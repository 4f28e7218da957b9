use std::path::{Path, PathBuf};
use std::str::FromStr;
use std::sync::Arc;

use anyhow::{anyhow, Context, Result};
use clap::{CommandFactory, Parser, Subcommand};
use curve_launch_sdk::{
    directory::DEFAULT_TOKEN_API_URL,
    state::DBC_PROGRAM_ID,
    vanity::{self, VanityTarget},
    Broadcaster, CredentialReservations, CredentialStore, HttpAssetUploader, HttpBroadcaster,
    JupiterTokenClient, KeypairWallet, LogoAsset, PoolCreationOrchestrator, PoolCreationRequest,
    PoolDirectoryReader, RpcBroadcaster, RpcPoolSource,
};
use serde_json::json;
use solana_sdk::{
    pubkey::Pubkey,
    signature::{read_keypair_file, Keypair, Signer},
};
use tracing_subscriber::EnvFilter;

/// Expand `~/` to `$HOME/` in keypair paths.
fn expand_home(path: &str) -> String {
    if let Some(rest) = path.strip_prefix("~/") {
        format!("{}/{rest}", std::env::var("HOME").unwrap_or_default())
    } else {
        path.to_string()
    }
}

fn load_keypair(path: &str) -> Result<Keypair> {
    let expanded = expand_home(path);
    read_keypair_file(&expanded)
        .map_err(|e| anyhow!(
            "Cannot load keypair from '{}': {}\n  \
             Set CURVE_KEYPAIR or pass --keypair to specify a different path.",
            expanded, e
        ))
}

/// Read a logo file. Content type comes from magic bytes, falling back to
/// the file extension.
fn load_logo(path: &Path) -> Result<LogoAsset> {
    let bytes = std::fs::read(path)
        .with_context(|| format!("Cannot read logo file '{}'", path.display()))?;
    let mut logo = LogoAsset::from_bytes(bytes);
    if logo.content_type == "application/octet-stream" {
        let ext = path.extension().and_then(|e| e.to_str()).unwrap_or("").to_ascii_lowercase();
        logo.content_type = match ext.as_str() {
            "png"          => "image/png",
            "jpg" | "jpeg" => "image/jpeg",
            "gif"          => "image/gif",
            "webp"         => "image/webp",
            "svg"          => "image/svg+xml",
            _ => return Err(anyhow!(
                "'{}' does not look like an image (png, jpeg, gif, webp or svg).",
                path.display()
            )),
        }
        .to_string();
    }
    Ok(logo)
}

fn short(addr: &str) -> String {
    if addr.len() <= 12 {
        return addr.to_string();
    }
    format!("{}…{}", &addr[..4], &addr[addr.len() - 4..])
}

fn print_banner() {
    let ver = env!("CARGO_PKG_VERSION");
    println!();
    println!("  Curve Launch  v{ver}  ·  bonding-curve token launches on Solana");
    println!("  {}", "─".repeat(62));
    println!("  Program   {DBC_PROGRAM_ID}");
    println!("  Network   Solana mainnet-beta");
    println!("  Signing   co-signer keypair first, then your wallet");
    println!();
}

// ─── CLI definition ───────────────────────────────────────────────────────────

/// Curve Launch: launch bonding-curve token pools on Solana.
///
/// Every command supports --json for machine-readable output.
#[derive(Parser)]
#[command(
    name        = "curve-launch",
    version     = env!("CARGO_PKG_VERSION"),
    long_version = concat!(
        env!("CARGO_PKG_VERSION"), "\n",
        "Program:  dbcij3LWUppWqq96dh6gJWwBifmcGfLSB5D4DuSMaqN\n",
        "Network:  Solana mainnet-beta\n",
        "License:  MIT",
    ),
    about   = "Launch bonding-curve token pools and manage single-use co-signer keypairs.",
    after_help = "\
ENVIRONMENT:
  CURVE_RPC_URL      Solana JSON-RPC endpoint  [default: https://api.mainnet-beta.solana.com]
  CURVE_KEYPAIR      Path to your wallet keypair JSON  [default: ~/.config/solana/id.json]
  KEYPAIRS_DIR       Available co-signer keypairs  [default: keypairs]
  USED_KEYPAIRS_DIR  Consumed co-signer keypairs  [default: used_keypairs]
  CLAIMS_DIR         Claim records  [default: claims]
  RUST_LOG           Log filter (logs go to stderr)  [default: warn]

QUICK START:
  curve-launch credentials grind --suffix chan --count 5
  curve-launch create-pool --name \"Virtual Coin\" --symbol VIRT --logo ./logo.png \\
                           --upload-url https://launch.example/api/upload
  curve-launch pools
  curve-launch credentials list"
)]
struct Cli {
    /// Solana JSON-RPC endpoint
    #[arg(
        long,
        global     = true,
        value_name = "URL",
        default_value = "https://api.mainnet-beta.solana.com",
        env = "CURVE_RPC_URL"
    )]
    rpc_url: String,

    /// Path to your wallet keypair JSON file (pays for and signs second)
    #[arg(
        long,
        global     = true,
        value_name = "PATH",
        default_value = "~/.config/solana/id.json",
        env = "CURVE_KEYPAIR"
    )]
    keypair: String,

    /// Directory of available co-signer keypairs
    #[arg(long, global = true, value_name = "DIR", default_value = "keypairs", env = "KEYPAIRS_DIR")]
    keypairs_dir: PathBuf,

    /// Directory of consumed co-signer keypairs
    #[arg(long, global = true, value_name = "DIR", default_value = "used_keypairs", env = "USED_KEYPAIRS_DIR")]
    used_keypairs_dir: PathBuf,

    /// Directory of claim records
    #[arg(long, global = true, value_name = "DIR", default_value = "claims", env = "CLAIMS_DIR")]
    claims_dir: PathBuf,

    /// Output machine-readable JSON instead of human-readable text
    #[arg(long, global = true, default_value_t = false)]
    json: bool,

    #[command(subcommand)]
    command: Commands,
}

******************************

## Instructions to follow
Every line above that holds "rest" should be copied out.

## Problem solution
    if let Some(rest) = path.strip_prefix("~/") {
        format!("{}/{rest}", std::env::var("HOME").unwrap_or_default())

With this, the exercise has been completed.